#### Goal of the exercise:
Wherever the listing has a line with the string "PathBuf", copy that line out.

**********

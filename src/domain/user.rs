//! User domain entity and related types.

use chrono::{DateTime, Utc};
use serde::{Deserialize, Serialize};
use utoipa::ToSchema;

use super::Resource;

/// User domain entity
#[derive(Debug, Clone, PartialEq, Eq, Serialize, Deserialize, ToSchema)]
pub struct User {
    /// Store-assigned identifier
    #[schema(example = 1)]
    pub id: i64,
    #[schema(example = "user1")]
    pub username: String,
    #[schema(example = "user1@example.com")]
    pub email: String,
    /// Account creation timestamp
    pub created_at: DateTime<Utc>,
}

/// User create/update payload.
///
/// Neither uniqueness nor email format is checked.
#[derive(Debug, Clone, PartialEq, Eq, Deserialize, ToSchema)]
pub struct UserInput {
    #[schema(example = "user1")]
    pub username: String,
    #[schema(example = "user1@example.com")]
    pub email: String,
}

impl UserInput {
    pub fn new(username: impl Into<String>, email: impl Into<String>) -> Self {
        Self {
            username: username.into(),
            email: email.into(),
        }
    }
}

impl Resource for User {
    type Input = UserInput;

    const NAME: &'static str = "User";

    fn id(&self) -> i64 {
        self.id
    }

    fn created_at(&self) -> DateTime<Utc> {
        self.created_at
    }

    fn build(id: i64, created_at: DateTime<Utc>, input: UserInput) -> Self {
        Self {
            id,
            username: input.username,
            email: input.email,
            created_at,
        }
    }
}
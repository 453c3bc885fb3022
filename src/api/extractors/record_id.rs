//! Record identifier path extractor.

use axum::{
    async_trait,
    extract::{FromRequestParts, Path},
    http::request::Parts,
};

use crate::errors::AppError;

/// The `{id}` path segment of a record route, parsed as an integer.
#[derive(Debug, Clone, Copy, PartialEq, Eq)]
pub struct RecordId(pub i64);

#[async_trait]
impl<S> FromRequestParts<S> for RecordId
where
    S: Send + Sync,
{
    type Rejection = AppError;

    async fn from_request_parts(parts: &mut Parts, state: &S) -> Result<Self, Self::Rejection> {
        let Path(id) = Path::<i64>::from_request_parts(parts, state)
            .await
            .map_err(|e| AppError::validation(e.body_text()))?;

        Ok(RecordId(id))
    }
}
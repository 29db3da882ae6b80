//! Directory tree walking and sizing
//!
//! - `classify`: path to [`NodeKind`] without following more than one link hop
//! - `size_cache`: depth-gated, explicitly evicted size memoization
//! - `order`: child ordering applied before truncation
//! - `walker`: `TreeWalker`, streaming nodes to a [`NodeVisitor`] in pre-order

mod classify;
mod config;
mod node;
mod order;
mod path;
mod size_cache;
mod walker;

pub use classify::classify;
pub use config::{DEFAULT_LIMIT, DEFAULT_MAX_DEPTH, MAX_DEPTH_BOUND, WalkerConfig};
pub use node::{Node, NodeKind};
pub use order::SortOrder;
pub use path::{link_destination, normalize, physical_path, resolve_root};
pub use size_cache::SizeCache;
pub use walker::{NodeVisitor, TreeWalker};
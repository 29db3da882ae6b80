//! TreeWalker - depth-first, size-aware traversal
//!
//! Each directory is listed, its children classified, sized, ordered and truncated to
//! the configured limit before the directory itself is handed to the visitor. The kept
//! children are then walked in order, so the visitor sees a strict pre-order stream.
//!
//! When symlinks are followed, every link on the path from the root to the current node
//! is held in a [`SymlinkChain`]. Meeting a link that is already on the chain ends that
//! branch with a single `LoopSymlink` node.

use std::fs;
use std::io;
use std::path::{Path, PathBuf};

use tracing::{debug, warn};

use super::classify::classify;
use super::config::WalkerConfig;
use super::node::{Node, NodeKind};
use super::path::{link_destination, normalize, physical_path};
use super::size_cache::SizeCache;

/// Receives every node reached by the walk, parents before their children.
///
/// `depth` is 0 for the root. A node's [`child_count`](Node::child_count) is final when
/// it is visited and equals the number of nodes that will follow at `depth + 1` before
/// the stream returns to `depth` or above.
pub trait NodeVisitor {
    fn visit_node(&mut self, node: &Node, depth: usize) -> io::Result<()>;

    fn finish(&mut self) -> io::Result<()> {
        Ok(())
    }
}

/// Links currently being followed, innermost first.
///
/// Lives on the stack of the recursive walk, so a link leaves the chain exactly when
/// the call that pushed it returns.
struct SymlinkChain<'a> {
    link: &'a Path,
    outer: Option<&'a SymlinkChain<'a>>,
}

impl SymlinkChain<'_> {
    fn contains(chain: Option<&SymlinkChain<'_>>, link: &Path) -> bool {
        let mut current = chain;
        while let Some(entry) = current {
            if entry.link == link {
                return true;
            }
            current = entry.outer;
        }
        false
    }
}

/// Depth-first walker driving classification, sizing and ordering.
pub struct TreeWalker {
    config: WalkerConfig,
    sizes: SizeCache,
}

impl TreeWalker {
    pub fn new(config: WalkerConfig) -> Self {
        let sizes = SizeCache::new(config.max_depth);
        Self { config, sizes }
    }

    /// Entries currently memoized by the size cache.
    pub fn cached_sizes(&self) -> usize {
        self.sizes.len()
    }

    /// Walk the tree rooted at `root`, streaming nodes to `visitor`.
    ///
    /// Filesystem failures below the root are logged and only prune the affected branch.
    /// Errors returned by the visitor abort the walk.
    pub fn walk<V: NodeVisitor>(&mut self, root: &Path, visitor: &mut V) -> io::Result<()> {
        let root = Node::new(root, classify(root));
        debug!(root = %root.path().display(), kind = %root.kind(), "starting walk");
        self.walk_node(root, 0, None, visitor)?;
        visitor.finish()
    }

    fn walk_node<V: NodeVisitor>(
        &mut self,
        mut node: Node,
        depth: usize,
        chain: Option<&SymlinkChain<'_>>,
        visitor: &mut V,
    ) -> io::Result<()> {
        self.fill_size(&mut node, depth);

        if depth >= self.config.max_depth {
            visitor.visit_node(&node, depth)?;
            self.sizes.evict_subtree(node.path());
            return Ok(());
        }

        match node.kind() {
            NodeKind::Directory => self.walk_directory(node, depth, chain, visitor),
            NodeKind::Symlink => self.walk_symlink(node, depth, chain, visitor),
            _ => {
                visitor.visit_node(&node, depth)?;
                self.sizes.evict(node.path());
                Ok(())
            }
        }
    }

    fn walk_directory<V: NodeVisitor>(
        &mut self,
        mut node: Node,
        depth: usize,
        chain: Option<&SymlinkChain<'_>>,
        visitor: &mut V,
    ) -> io::Result<()> {
        let paths = match list_children(node.path()) {
            Ok(paths) => paths,
            Err(err) => {
                warn!(path = %node.path().display(), error = %err, "cannot list directory");
                visitor.visit_node(&node, depth)?;
                self.sizes.evict_subtree(node.path());
                return Ok(());
            }
        };

        let mut children: Vec<Node> = paths
            .into_iter()
            .map(|path| {
                let kind = classify(&path);
                let mut child = Node::new(path, kind);
                self.fill_size(&mut child, depth + 1);
                child
            })
            .collect();

        self.config.order.sort(&mut children);
        let kept = children.len().min(self.config.limit);
        for discarded in children.drain(kept..) {
            self.sizes.evict_subtree(discarded.path());
        }

        node.set_child_count(kept);
        visitor.visit_node(&node, depth)?;
        self.sizes.evict(node.path());

        for child in children {
            self.walk_node(child, depth + 1, chain, visitor)?;
        }
        Ok(())
    }

    fn walk_symlink<V: NodeVisitor>(
        &mut self,
        mut node: Node,
        depth: usize,
        chain: Option<&SymlinkChain<'_>>,
        visitor: &mut V,
    ) -> io::Result<()> {
        if !self.config.follow_symlinks {
            visitor.visit_node(&node, depth)?;
            self.sizes.evict_subtree(node.path());
            return Ok(());
        }

        let link = normalize(node.path());
        if SymlinkChain::contains(chain, &link) {
            debug!(path = %link.display(), "symlink loop detected");
            node.mark_loop();
            visitor.visit_node(&node, depth)?;
            self.sizes.evict_subtree(node.path());
            return Ok(());
        }

        let target = match fs::read_link(node.path())
            .and_then(|raw| physical_path(&link_destination(node.path(), &raw)))
        {
            Ok(target) => target,
            Err(err) => {
                warn!(path = %node.path().display(), error = %err, "cannot resolve symlink");
                visitor.visit_node(&node, depth)?;
                self.sizes.evict_subtree(node.path());
                return Ok(());
            }
        };

        node.set_child_count(1);
        visitor.visit_node(&node, depth)?;
        self.sizes.evict_subtree(node.path());

        let chain = SymlinkChain {
            link: &link,
            outer: chain,
        };
        let kind = classify(&target);
        self.walk_node(Node::new(target, kind), depth + 1, Some(&chain), visitor)
    }

    fn fill_size(&mut self, node: &mut Node, depth: usize) {
        if node.kind().has_size() && node.size().is_none() {
            self.sizes.set_current_depth(depth);
            node.fill_size(self.sizes.size(node.path()));
        }
    }
}

/// Entries of `dir` sorted by file name. The listing handle is closed on return.
fn list_children(dir: &Path) -> io::Result<Vec<PathBuf>> {
    let mut entries = Vec::new();
    for entry in fs::read_dir(dir)? {
        match entry {
            Ok(entry) => entries.push(entry),
            Err(err) => warn!(path = %dir.display(), error = %err, "skipping unreadable entry"),
        }
    }
    entries.sort_by_key(|e| e.file_name());
    Ok(entries.into_iter().map(|e| e.path()).collect())
}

**********

#### Response area:
use std::path::{Path, PathBuf};
fn list_children(dir: &Path) -> io::Result<Vec<PathBuf>> {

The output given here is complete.